I maybe missing something obvious, but I'm trying to do the exercise in my pea brain, and nothing is jumping out at me why it's a fundamentally wrong way to go.
The same CPU and GPU core designs could be used for all the different chips. I'm no expert, but I'd imagine that would contain some of the costs. You'd likely get greater economies of scale from making large numbers of a few different designs though. Currently, the Mac just uses two - Mn and Mn Max. The Pro being a cut-down Max and the Ultra being 2x Max.While optimizing on the iPhone first makes sense, does it not also make sense that they may break up the lines more and more over time and have a multiple optimized lines that spread out to be more their 'own thing' with time.

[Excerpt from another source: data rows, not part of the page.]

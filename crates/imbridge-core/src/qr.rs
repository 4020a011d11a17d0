//! 二维码
//!
//! 把桥接服务的访问 URL 编码成二维码，手机扫码即可打开上传页面。
//! 使用最高纠错级别，中间可以嵌入徽标而不影响识别。

use log::info;

use image::imageops::{self, FilterType};
use image::{DynamicImage, ImageFormat, Luma, RgbImage, RgbaImage};
use qrcode::render::unicode::Dense1x2;
use qrcode::{EcLevel, QrCode};
use std::path::Path;

pub const DEFAULT_QR_SIZE: u32 = 600;

/// 徽标边长与二维码边长之比的上限
pub const MAX_LOGO_RATIO: f32 = 0.4;

#[derive(Debug, thiserror::Error)]
pub enum QrError {
    #[error("Failed to encode QR code: {0}")]
    Encode(#[from] qrcode::types::QrError),

    #[error("Image error: {0}")]
    Image(#[from] image::ImageError),
}

fn encode(url: &str) -> Result<QrCode, QrError> {
    Ok(QrCode::with_error_correction_level(url.as_bytes(), EcLevel::H)?)
}

/// 生成 `size` x `size` 的二维码图片，可选在中心嵌入徽标
pub fn qr_image(url: &str, size: u32, logo: Option<&RgbaImage>) -> Result<RgbImage, QrError> {
    let size = size.max(1);
    let modules = encode(url)?
        .render::<Luma<u8>>()
        .min_dimensions(size, size)
        .build();
    let modules = if modules.dimensions() == (size, size) {
        modules
    } else {
        imageops::resize(&modules, size, size, FilterType::Nearest)
    };

    let mut canvas = DynamicImage::ImageLuma8(modules).to_rgba8();
    if let Some(logo) = logo {
        embed_logo(&mut canvas, logo);
    }
    Ok(DynamicImage::ImageRgba8(canvas).to_rgb8())
}

fn embed_logo(canvas: &mut RgbaImage, logo: &RgbaImage) {
    let (width, height) = canvas.dimensions();
    let (logo_w, logo_h) = logo.dimensions();
    if logo_w == 0 || logo_h == 0 {
        return;
    }

    let scale = (width as f32 * MAX_LOGO_RATIO / logo_w as f32)
        .min(height as f32 * MAX_LOGO_RATIO / logo_h as f32);
    let new_w = ((logo_w as f32 * scale) as u32).max(1);
    let new_h = ((logo_h as f32 * scale) as u32).max(1);
    let resized = imageops::resize(logo, new_w, new_h, FilterType::Lanczos3);

    let x = i64::from(width.saturating_sub(new_w) / 2);
    let y = i64::from(height.saturating_sub(new_h) / 2);
    imageops::overlay(canvas, &resized, x, y);
}

/// 写出 PNG 二维码
pub fn write_qr_png(
    url: &str,
    size: u32,
    logo: Option<&RgbaImage>,
    path: &Path,
) -> Result<(), QrError> {
    if let Some(parent) = path.parent().filter(|p| !p.as_os_str().is_empty()) {
        std::fs::create_dir_all(parent).map_err(image::ImageError::IoError)?;
    }
    qr_image(url, size, logo)?.save_with_format(path, ImageFormat::Png)?;
    info!("QR code for {} written to {}", url, path.display());
    Ok(())
}

/// 终端显示用的二维码（每个字符两行模块，深色背景下可扫）
pub fn qr_terminal(url: &str) -> Result<String, QrError> {
    Ok(encode(url)?
        .render::<Dense1x2>()
        .dark_color(Dense1x2::Light)
        .light_color(Dense1x2::Dark)
        .build())
}

#[cfg(test)]
mod tests {
    use super::*;
    use image::Rgba;

    const URL: &str = "https://192.168.1.20:5000/";

    #[test]
    fn test_image_has_requested_size() {
        for size in [DEFAULT_QR_SIZE, 257, 64] {
            let img = qr_image(URL, size, None).unwrap();
            assert_eq!(img.dimensions(), (size, size));
        }
    }

    #[test]
    fn test_quiet_zone_is_white() {
        let img = qr_image(URL, 300, None).unwrap();
        assert_eq!(img.get_pixel(0, 0).0, [255, 255, 255]);
        assert_eq!(img.get_pixel(299, 299).0, [255, 255, 255]);
        assert!(img.pixels().any(|p| p.0 == [0, 0, 0]));
    }

    #[test]
    fn test_logo_sits_in_the_center() {
        let logo = RgbaImage::from_pixel(10, 20, Rgba([255, 0, 0, 255]));
        let img = qr_image(URL, 400, Some(&logo)).unwrap();
        assert_eq!(img.get_pixel(200, 200).0, [255, 0, 0]);
        // 高度受比例上限约束：160 像素
        assert_ne!(img.get_pixel(200, 110).0, [255, 0, 0]);
    }

    #[test]
    fn test_write_png() {
        let tmp = tempfile::tempdir().unwrap();
        let path = tmp.path().join("qr").join("server.png");
        write_qr_png(URL, 320, None, &path).unwrap();

        let written = image::open(&path).unwrap();
        assert_eq!((written.width(), written.height()), (320, 320));
    }

    #[test]
    fn test_terminal_rendering() {
        let text = qr_terminal(URL).unwrap();
        assert!(text.lines().count() > 10);
        assert!(text.chars().any(|c| matches!(c, '█' | '▀' | '▄')));
    }
}
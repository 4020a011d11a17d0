//! ImBridge Core Library
//!
//! 桌面端与手机浏览器之间的局域网桥接：手机无需安装任何软件，
//! 通过网页上传一段文字、一张手绘图或若干文件，桌面端拉取后使用。
//!
//! # 模块
//!
//! - **transfer**: 文件名清洗、缓存目录、单槽传输状态、HTTP/HTTPS 桥接服务
//! - **signature**: 签名采集画布（指针状态机 + 平滑笔迹栅格化）
//! - **export**: 裁剪到内容边界，导出位图或调用描摹工具导出矢量图
//! - **workflow**: 桌面端拉取已上传的内容
//! - **net**: 本机地址枚举、绑定探测、ping 诊断
//!
//! # 使用示例
//!
//! ## 启动桥接服务
//!
//! ```ignore
//! use imbridge_core::{AppSettings, BridgeServer, CacheDir, TransferStateCache};
//!
//! let settings = AppSettings::load();
//! let cache = CacheDir::new(&settings.cache_dir);
//! let transfers = Arc::new(TransferStateCache::new());
//!
//! let mut server = BridgeServer::new(settings.server_options(), cache.clone(), transfers.clone());
//! server.start().await?;
//! println!("{:?}", server.base_url("192.168.1.20"));
//!
//! // 手机上传完成后
//! let copied = imbridge_core::pull_files(&cache, &transfers, &settings.output_dir).await?;
//! server.stop().await;
//! ```
//!
//! ## 导出签名
//!
//! ```ignore
//! use imbridge_core::{PointerEvent, SignatureCanvas, export_bitmap};
//!
//! let mut canvas = SignatureCanvas::new(560, 300);
//! canvas.handle(PointerEvent::Down { x: 10.0, y: 10.0 });
//! canvas.handle(PointerEvent::Move { x: 40.0, y: 20.0 });
//! canvas.handle(PointerEvent::Move { x: 80.0, y: 15.0 });
//! canvas.handle(PointerEvent::Up);
//!
//! let image = canvas.snapshot(true)?;
//! export_bitmap(&image, Path::new("sig.png"), true)?;
//! canvas.mark_saved();
//! ```

pub mod config;
pub mod error;
pub mod export;
pub mod ipc;
pub mod logging;
pub mod net;
pub mod qr;
pub mod signature;
pub mod transfer;
pub mod workflow;

pub use config::AppSettings;
pub use error::{BridgeError, Result};

// Transfer re-exports
pub use transfer::{
    BridgeServer, CacheDir, CanvasSize, CanvasSizeProvider, FileListProvider, Scheme,
    ServerOptions, SharedFileInfo, TransferKind, TransferRecord, TransferStateCache,
    sanitize_filename,
};

// Signature re-exports
pub use signature::{CaptureState, CloseDecision, Pen, PointerEvent, SignatureCanvas};

// Export re-exports
pub use export::{
    ExportError, PathToolRegistry, ToolRegistry, VectorExporter, VectorFormat, crop_to_content,
    export_bitmap, is_vector_path,
};

// QR re-exports
pub use qr::{QrError, qr_image, qr_terminal, write_qr_png};

// Network re-exports
pub use net::{enumerate_local_addresses, ping_host, probe_bind};

// Workflow re-exports
pub use workflow::{FetchError, pull_draw, pull_files};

As far as I can see, an eGPU is fundamentally a PCIe GPU connected by 4 PCIe lanes rather than 16. If Apple intended future Mac Pros to use PCIe GPUs, they could have enabled eGPUs with ASi from the start. By now, there would be a robust, well-tested ecosystem of AMD GPUs with ASi. The fact Apple hasn't done this - and has briefed developers to do otherwise - is clear evidence it was never their intention. The difficulty or otherwise of writing GPU drivers is therefore moot.Why is it assumed apple simply cannot write a freak'n driver for an AMD video card. This is so banal and easy for apple to do. Who cares if you havent seen eGPU drivers for a long time. It would take a few people maybe 3 months work to work up a driver. Apple can EASILY afford this and accomplish this. This attitude of difficulty around 3rd party GPUs is totally baffling to me.
I guess, though it's odd being a beggar when you have $10K to spend on a Mac.Agreed that AMD are in many ways more limited than Nvidia but at this point beggars cant be too choosy.